That's a good question. I think the only way that could happen is if a script calls a native, and that calls the same script again. I think in that case we can still do it, we just need to fix up both return addresses. We might already handle that case.
(In reply to comment #3)
> (In reply to comment #2)
> > What context should recompile the script in a compartment that is not
> > associated with any context? Can any context do it, as long as it's in the same
> > compartment?
> 
> I believe the recompiler ignores the cx argument and instead finds the context
> in which the script is active using the VMFrame list.

Where?

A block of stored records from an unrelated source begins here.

//! Environment detection and logging configuration

use serde::{Deserialize, Serialize};
use std::env;

/// Deployment environment
#[derive(Debug, Clone, Copy, PartialEq, Eq, Deserialize, Serialize)]
#[serde(rename_all = "lowercase")]
pub enum Environment {
    Development,
    Staging,
    Production,
}

impl Environment {
    pub fn is_production(&self) -> bool {
        matches!(self, Environment::Production)
    }

    /// Read `ENVIRONMENT` (or `RUST_ENV`), defaulting to development
    pub fn from_env() -> Self {
        env::var("ENVIRONMENT")
            .or_else(|_| env::var("RUST_ENV"))
            .ok()
            .and_then(|v| v.parse().ok())
            .unwrap_or_default()
    }
}

impl Default for Environment {
    fn default() -> Self {
        Environment::Development
    }
}

impl std::fmt::Display for Environment {
    fn fmt(&self, f: &mut std::fmt::Formatter<'_>) -> std::fmt::Result {
        match self {
            Environment::Development => write!(f, "development"),
            Environment::Staging => write!(f, "staging"),
            Environment::Production => write!(f, "production"),
        }
    }
}

impl std::str::FromStr for Environment {
    type Err = String;

    fn from_str(s: &str) -> Result<Self, Self::Err> {
        match s.to_lowercase().as_str() {
            "development" | "dev" => Ok(Environment::Development),
            "staging" | "stage" | "test" => Ok(Environment::Staging),
            "production" | "prod" => Ok(Environment::Production),
            _ => Err(format!("Invalid environment: {}", s)),
        }
    }
}

/// Log output format
#[derive(Debug, Clone, Copy, PartialEq, Eq, Deserialize, Serialize)]
#[serde(rename_all = "lowercase")]
pub enum LogFormat {
    Json,
    Pretty,
    Compact,
}

impl std::str::FromStr for LogFormat {
    type Err = String;

    fn from_str(s: &str) -> Result<Self, Self::Err> {
        match s.to_lowercase().as_str() {
            "json" => Ok(LogFormat::Json),
            "pretty" => Ok(LogFormat::Pretty),
            "compact" => Ok(LogFormat::Compact),
            _ => Err(format!("Invalid log format: {}", s)),
        }
    }
}

/// Logging configuration
#[derive(Debug, Clone, Deserialize, Serialize)]
pub struct LoggingConfig {
    /// Default filter directive when `RUST_LOG` is unset
    pub level: String,

    #[serde(default = "default_log_format")]
    pub format: LogFormat,

    /// Include file and line in each event
    #[serde(default)]
    pub source_location: bool,
}

impl Default for LoggingConfig {
    fn default() -> Self {
        Self::for_environment(Environment::default())
    }
}

impl LoggingConfig {
    pub fn for_environment(env: Environment) -> Self {
        match env {
            Environment::Development => Self {
                level: String::from("debug"),
                format: LogFormat::Pretty,
                source_location: true,
            },
            Environment::Staging => Self {
                level: String::from("info"),
                format: LogFormat::Json,
                source_location: false,
            },
            Environment::Production => Self {
                level: String::from("warn"),
                format: LogFormat::Json,
                source_location: false,
            },
        }
    }

    /// Environment defaults overridden by `LOG_LEVEL` and `LOG_FORMAT`
    pub fn from_env(env: Environment) -> Self {
        let mut config = Self::for_environment(env);
        if let Ok(level) = env::var("LOG_LEVEL") {
            config.level = level;
        }
        if let Some(format) = env::var("LOG_FORMAT").ok().and_then(|f| f.parse().ok()) {
            config.format = format;
        }
        config
    }
}

fn default_log_format() -> LogFormat {
    LogFormat::Pretty
}

#[cfg(test)]
mod tests {
    use super::*;

    #[test]
    fn test_environment_from_str() {
        assert_eq!("dev".parse::<Environment>().unwrap(), Environment::Development);
        assert_eq!("prod".parse::<Environment>().unwrap(), Environment::Production);
        assert!("qa-cluster".parse::<Environment>().is_err());
    }

    #[test]
    fn test_logging_config_for_environment() {
        let dev = LoggingConfig::for_environment(Environment::Development);
        assert_eq!(dev.level, "debug");
        assert_eq!(dev.format, LogFormat::Pretty);

        let prod = LoggingConfig::for_environment(Environment::Production);
        assert_eq!(prod.level, "warn");
        assert_eq!(prod.format, LogFormat::Json);
        assert!(!prod.source_location);
    }
}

I don't see that.

Whichever context it is, the recompiler uses it mostly for memory allocation/deallocation, which doesn't really matter, but also passes it to the Compiler constructor. If it's the "wrong" context, my worry is that an exception could get thrown, or a context-affiliated callback could be invoked.

> > The current code seems to check script liveness with respect to a single
> > context. Couldn't a script be live in a different context, and shouldn't that
> > block recompiling for debug too?
> 
> That's a good question. I think the only way that could happen is if a script
> calls a native, and that calls the same script again. I think in that case we
> can still do it, we just need to fix up both return addresses. We might already
> handle that case.

Huh? I don't follow. In your example, why would script->native->script change contexts? How is that example different from recursion? Oh... do natives lose the context?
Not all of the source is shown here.